EUの特恵関税一部撤廃
カンボジア政府は「コロナ対策が優先」
カンボジア通信 No.20/57
2020年8月20日版
カンボジアの人権抑圧に対する制裁として、欧州連合(EU)は8月12日をもって、カンボジアからの輸入品に対する特恵関税制度を一部停止した。プノンペンポスト紙によると、この措置に対してカンボジア政府高官は「昨年からこの事態への対応は準備されている」と、語った。
同紙によると、カンボジア政府は、EUの特恵関税制度一部停止や新型コロナウイルスがもたらす経済的打撃への対応策として11億ドルを準備しているという。政府報道官は、「カンボジアは貿易の多角化を進めており、間もなく中国との間で自由貿易協定が合意され、韓国や日本とも同様の取り組みを進める考えだ。今回のEUの措置は、わが国がEU市場を失うという意味ではない」と、たとえ保護制度がなくなっても、カンボジアの製品が世界市場で競争力を持つことを強調した。

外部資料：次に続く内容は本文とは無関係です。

use crate::generation::{GenerateRequest, GenerationError, QuestionGenerator};
use crate::model::Mcq;
use crate::state::AppState;
use crate::store::fs_backend::FsBackend;
use crate::store::DEFAULT_STORAGE_KEY;
use std::cell::RefCell;
use std::path::PathBuf;
use tempfile::TempDir;

pub struct TestEnv {
    // We keep _temp_dir to ensure the directory is not dropped until the test is done
    pub _temp_dir: TempDir,
    pub root: PathBuf,
}

impl Default for TestEnv {
    fn default() -> Self {
        Self::new()
    }
}

impl TestEnv {
    pub fn new() -> Self {
        let temp_dir = tempfile::tempdir().expect("failed to create temp dir");
        let root = temp_dir.path().to_path_buf();
        Self {
            _temp_dir: temp_dir,
            root,
        }
    }

    pub fn backend(&self) -> FsBackend {
        FsBackend::new(self.root.clone())
    }

    /// Load the store from this environment's directory, as a new run would.
    pub fn load_state(&self) -> AppState<FsBackend> {
        AppState::load(self.backend(), DEFAULT_STORAGE_KEY).expect("failed to load state")
    }
}

/// Generator that answers every request with the same canned outcome and
/// remembers what it was asked.
pub struct FixedGenerator {
    outcome: Result<Vec<Mcq>, String>,
    requests: RefCell<Vec<GenerateRequest>>,
}

impl FixedGenerator {
    pub fn returning(questions: Vec<Mcq>) -> Self {
        Self {
            outcome: Ok(questions),
            requests: RefCell::new(Vec::new()),
        }
    }

    pub fn empty() -> Self {
        Self::returning(Vec::new())
    }

    /// Fail every call as the service's `{"error": ...}` body would.
    pub fn failing(message: impl Into<String>) -> Self {
        Self {
            outcome: Err(message.into()),
            requests: RefCell::new(Vec::new()),
        }
    }

    pub fn requests(&self) -> Vec<GenerateRequest> {
        self.requests.borrow().clone()
    }
}

impl QuestionGenerator for FixedGenerator {
    fn generate(&self, request: &GenerateRequest) -> Result<Vec<Mcq>, GenerationError> {
        self.requests.borrow_mut().push(request.clone());
        self.outcome.clone().map_err(GenerationError::Service)
    }
}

同紙によると、EUによる制裁措置により、カンボジアからの輸出品の約20%が特恵関税の適用外となる。その結果、カンボジアからEU諸国への年間貿易額の5分の1にあたる約11億4000万ドル分の影響が出る、とされる。
カンボジアとEUとの2019年度の貿易額は約56億ユーロ(約66億5000万ドル)で、カンボジアにとってEUは中国に次ぐ第2の輸出先となっている。一方、EUにとってカンボジアは54番目の貿易相手国となっている。